Radiographie de la hanche.

Sclérose diffuse du sacrum, du bassin, des fémurs proximaux bilatéralement et du fémur droit distal. Une fracture du col du fémur droit est également identifiée, bien que lalignement de la hanche droite soit maintenu.

QUESTIONS À CONSIDÉRER
  1. Quelles conditions peuvent provoquer des lésions osseuses sclérotiques diffuses?

  2. Quel est le diagnostic le plus probable pour cette fille?

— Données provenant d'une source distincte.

use crate::Result;
use anyhow::Context;
use serde::de::DeserializeOwned;
use std::path::{Path, PathBuf};
use tokio::fs::ReadDir;

/// Write a file.
pub(crate) async fn write(path: impl AsRef<Path>, contents: impl AsRef<[u8]>) -> Result<()> {
    let path = path.as_ref();
    tokio::fs::write(path, contents)
        .await
        .with_context(|| format!("Unable to write to {}", path.display()))
}

/// Read a file to a `String`.
pub(crate) async fn read(path: &Path) -> Result<String> {
    tokio::fs::read_to_string(path)
        .await
        .with_context(|| format!("Failed to read file at {}", path.display()))
}

/// Deserialize a JSON file into type `T`.
pub(crate) async fn deserialize<T>(path: &Path) -> Result<T>
where
    T: DeserializeOwned,
{
    let content = read(path).await?;
    serde_json::from_str(&content)
        .with_context(|| format!("Failed to parse JSON file at {}", path.display()))
}

/// Creates `path` and any missing parents.
pub(crate) async fn make_dir(path: impl AsRef<Path>) -> Result<()> {
    let path = path.as_ref();
    tokio::fs::create_dir_all(path)
        .await
        .with_context(|| format!("Unable to create directory {}", path.display()))
}

pub(crate) async fn canonicalize(path: impl AsRef<Path>) -> Result<PathBuf> {
    let path = path.as_ref();
    tokio::fs::canonicalize(path)
        .await
        .with_context(|| format!("Unable to canonicalize {}", path.display()))
}

pub(crate) async fn read_dir(path: impl AsRef<Path>) -> Result<ReadDir> {
    let path = path.as_ref();
    tokio::fs::read_dir(path)
        .await
        .with_context(|| format!("Unable to read directory {}", path.display()))
}

/// Deletes a file.
pub(crate) async fn remove(path: impl AsRef<Path>) -> Result<()> {
    let path = path.as_ref();
    tokio::fs::remove_file(path)
        .await
        .with_context(|| format!("Unable to delete {}", path.display()))
}

/// Names of the regular files in `dir`.
pub(crate) async fn file_names(dir: impl AsRef<Path>) -> Result<Vec<String>> {
    let mut names = Vec::new();
    let mut entries = read_dir(dir).await?;
    while let Some(entry) = entries
        .next_entry()
        .await
        .context("Failed to read directory entry")?
    {
        let is_file = entry
            .file_type()
            .await
            .map(|t| t.is_file())
            .unwrap_or(false);
        if is_file {
            names.push(entry.file_name().to_string_lossy().to_string());
        }
    }
    Ok(names)
}
use crate::commands::Out;
use crate::{Config, Result};
use anyhow::Context;
use std::path::Path;

/// Creates the data directory, its subdirectories and an initial `config.json` file using
/// `api_url` along with default settings.
///
/// # Arguments
/// - `earnings_home` - The directory that will be the root of data directory, e.g.
///   `$HOME/earnings`
/// - `api_url` - The base URL of the backend REST API, e.g. `https://api.localsites.example/v1`
///
/// # Errors
/// - Returns an error if `api_url` is invalid or if any file operations fail.
pub async fn init(earnings_home: &Path, api_url: &str) -> Result<Out<()>> {
    let config = Config::create(earnings_home, api_url)
        .await
        .context("Unable to create the data directory and configs")?;
    Ok(format!(
        "Successfully created the earnings directory and config at {}. If the backend needs a \
        token, save it to {}",
        config.root().display(),
        config.token_path().display()
    )
    .into())
}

  3. Comment expliquez-vous lécart entre lactivité CK-MB mesurée par la méthode dimmuno-inhibition et les résultats de lélectrophorèse des isoenzymes CK?

DISCUSSION

Los est un tissu dynamique qui subit un renouvellement ou un remodelage continu. Il se compose de cellules osseuses spécialisées, dune matrice de tissu conjonctif minéralisé et non minéralisé et despaces comprenant la cavité médullaire, les canaux vasculaires, les canalicules et les lacunes qui contiennent des ostéocytes. Les 2 principaux types de cellules osseuses sont les ostéoblastes et les ostéoclastes (1).

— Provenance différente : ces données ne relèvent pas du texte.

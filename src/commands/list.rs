//! Paged listings of the raw records in a snapshot.

use crate::args::{ListArgs, OutputFormat, ViewArgs};
use crate::commands::render::{self, money, Align, Grid};
use crate::commands::{load_snapshot, Out};
use crate::model::{Campaign, Labels, Niche, Transaction};
use crate::table::{self, Page, Searchable};
use crate::{Config, Result};
use serde::Serialize;
use std::fmt::Debug;

/// Lists the transactions of a snapshot, matching `--search` against description and id.
pub async fn transactions(config: &Config, args: &ListArgs) -> Result<Out<Page<Transaction>>> {
    let snapshot = load_snapshot(config, args.snapshot()).await?;
    let labels = snapshot.labels();
    let page = page_of(snapshot.transactions(), args.view(), config.page_size());
    let format = args.view().format();

    let mut grid = Grid::new([
        ("Id", Align::Right),
        ("Created", Align::Left),
        ("Campaign / Niche", Align::Left),
        ("Description", Align::Left),
        ("Amount", Align::Right),
    ]);
    for t in page.items() {
        grid.push(vec![
            t.id().to_string(),
            t.created_at().unwrap_or_default().to_string(),
            entity(&labels, t),
            t.description().to_string(),
            money(t.amount(), format),
        ]);
    }
    finish("transactions", grid, page, format)
}

/// Lists the campaigns of a snapshot, matching `--search` against name and id.
pub async fn campaigns(config: &Config, args: &ListArgs) -> Result<Out<Page<Campaign>>> {
    let snapshot = load_snapshot(config, args.snapshot()).await?;
    let labels = snapshot.labels();
    let page = page_of(snapshot.campaigns(), args.view(), config.page_size());

    let mut grid = Grid::new([
        ("Id", Align::Right),
        ("Name", Align::Left),
        ("Niche", Align::Left),
    ]);
    for c in page.items() {
        let niche = c
            .niche_id()
            .map(|id| labels.niche(id).map_or_else(|| id.to_string(), str::to_string))
            .unwrap_or_default();
        grid.push(vec![c.id().to_string(), c.name().to_string(), niche]);
    }
    finish("campaigns", grid, page, args.view().format())
}

/// Lists the niches of a snapshot, matching `--search` against name and id.
pub async fn niches(config: &Config, args: &ListArgs) -> Result<Out<Page<Niche>>> {
    let snapshot = load_snapshot(config, args.snapshot()).await?;
    let page = page_of(snapshot.niches(), args.view(), config.page_size());

    let mut grid = Grid::new([("Id", Align::Right), ("Name", Align::Left)]);
    for n in page.items() {
        grid.push(vec![n.id().to_string(), n.name().to_string()]);
    }
    finish("niches", grid, page, args.view().format())
}

fn page_of<T>(items: &[T], view: &ViewArgs, default_page_size: usize) -> Page<T>
where
    T: Searchable + Clone,
{
    let matching: Vec<T> = table::filter(items, view.search())
        .into_iter()
        .cloned()
        .collect();
    Page::new(
        &matching,
        view.page(),
        view.page_size().unwrap_or(default_page_size),
    )
}

fn entity(labels: &Labels, t: &Transaction) -> String {
    labels.entity(t.campaign_id(), t.niche_id())
}

fn finish<T>(
    what: &str,
    mut grid: Grid,
    page: Page<T>,
    format: OutputFormat,
) -> Result<Out<Page<T>>>
where
    T: Serialize + Clone + Debug,
{
    grid.set_caption(page.summary());
    let rendered = render::render(&grid, &page, format)?;
    Ok(Out::new(format!("Listed {what}. {}", page.summary()), page).with_output(rendered))
}

#[cfg(test)]
mod tests {
    use super::*;
    use crate::commands::Rendered;
    use crate::test::TestEnv;

    #[tokio::test]
    async fn test_transactions_paged() {
        let env = TestEnv::new().await;
        let args = ListArgs::new(None, ViewArgs::new(None, 2, Some(4), OutputFormat::Table));
        let out = transactions(env.config(), &args).await.unwrap();
        let page = out.structure().unwrap();
        assert_eq!(page.total_count(), TestEnv::TRANSACTION_COUNT);
        assert_eq!(page.items().len(), 4);
        assert_eq!(page.items()[0].id(), 5);
        assert!(out.message().contains("Page 2 of 3"));
    }

    #[tokio::test]
    async fn test_transactions_search() {
        let env = TestEnv::new().await;
        let args = ListArgs::new(
            None,
            ViewArgs::new(Some("REFUND".to_string()), 1, None, OutputFormat::Table),
        );
        let out = transactions(env.config(), &args).await.unwrap();
        let page = out.structure().unwrap();
        assert_eq!(page.total_count(), 1);
        let Some(Rendered::Table(table)) = out.output() else {
            panic!("expected a markdown table");
        };
        assert!(table.contains("Budget Drains"));
        assert!(table.contains("-$5.00"));
    }

    #[tokio::test]
    async fn test_campaigns_and_niches() {
        let env = TestEnv::new().await;
        let args = ListArgs::new(None, ViewArgs::new(None, 1, None, OutputFormat::Csv));
        let out = campaigns(env.config(), &args).await.unwrap();
        let Some(Rendered::Csv(csv)) = out.output() else {
            panic!("expected csv");
        };
        assert!(csv.starts_with("Id,Name,Niche\n1,Acme Plumbing,Plumbing\n"));

        let args = ListArgs::new(
            None,
            ViewArgs::new(Some("20".to_string()), 1, None, OutputFormat::Json),
        );
        let out = niches(env.config(), &args).await.unwrap();
        let page = out.structure().unwrap();
        assert_eq!(page.items(), &[Niche::new(20, "Roofing")]);
    }
}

Les ostéoblastes proviennent de cellules souches mésenchymateuses multipotentes et sont responsables de la formation osseuse. Les ostéoclastes sont des cellules multinucléées dérivées des précurseurs mononucléaires de la lignée myéloïde des cellules hématopoïétiques. Lactivateur du récepteur du ligand du facteur nucléaire κ B (RANKL) et le facteur de stimulation des colonies de macrophages (M-CSF) sont essentiels pour le développement, la fonction et la survie des ostéoclastes (1). Les ostéoclastes entièrement différenciés dissolvent le minéral osseux et dégradent la matrice osseuse par acidification et digestion protéolytique (1, 2). La densité osseuse dépend de la fonction relative des ostéoblastes et des ostéoclastes (1–3). Des taux élevés ou faibles de remodelage avec un déséquilibre entre la résorption et la formation peuvent être associés à une diminution ou à une augmentation de la masse osseuse.

CAUSES DE LÉSIONS SCLÉROTIQUES DIFFUSEES

Déséquilibre du remodelage dû à léchec du le processus de résorption peut entraîner des os denses (sclérotiques). Plusieurs causes de lésions osseuses sclérotiques diffuses ont été rapportées. Celles-ci incluent les conditions hématologiques (drépanocytose), les tumeurs malignes (leucémie, maladies myéloprolifératives, métastases osseuses), les intoxications chimiques (fluorure, plomb) et les affections congénitales (ostéopétrose, pycnodysostose) (4).

LA PLUPART DIAGNOSTIC PROBABLE

Les maladies hématologiques et les tumeurs malignes ont été exclues sur la base des résultats cliniques, hématologiques et radiologiques. Il ny avait pas dantécédents évidents suggérant une intoxication chimique et la concentration de plomb dans le sang était indétectable. La présence dune fraction CK-BB augmentée distingue lostéopétrose des autres troubles osseux sclérosants (5). La présentation dans la petite enfance, la fracture avec sclérose et le conduit auditif sténosé suggèrent fortement un diagnostic de forme intermédiaire dostéopétrose. Cependant, une différenciation précise entre lostéopétrose autosomique dominante (MA) dapparition intermédiaire et tardive (maladie dAlbers-Schönberg) nest pas possible. Bien quaucune étude génétique nait été effectuée, les changements biochimiques avec augmentation de la LD et de lAST suggèrent fortement une mutation 7 (CLCN7) 8 sensible au voltage du canal chlorure (5).

OSTEOPETROSIS

Lostéopétrose est un groupe rare de maladies héréditaires cliniquement et génétiquement hétérogènes caractérisé par une augmentation marquée de la densité osseuse. Elle est également connue sous le nom de « maladie des os de marbre » ou maladie dAlbers-Schönberg, daprès le radiologue allemand qui en a décrit la maladie et les résultats radiologiques en 1904 (2-4).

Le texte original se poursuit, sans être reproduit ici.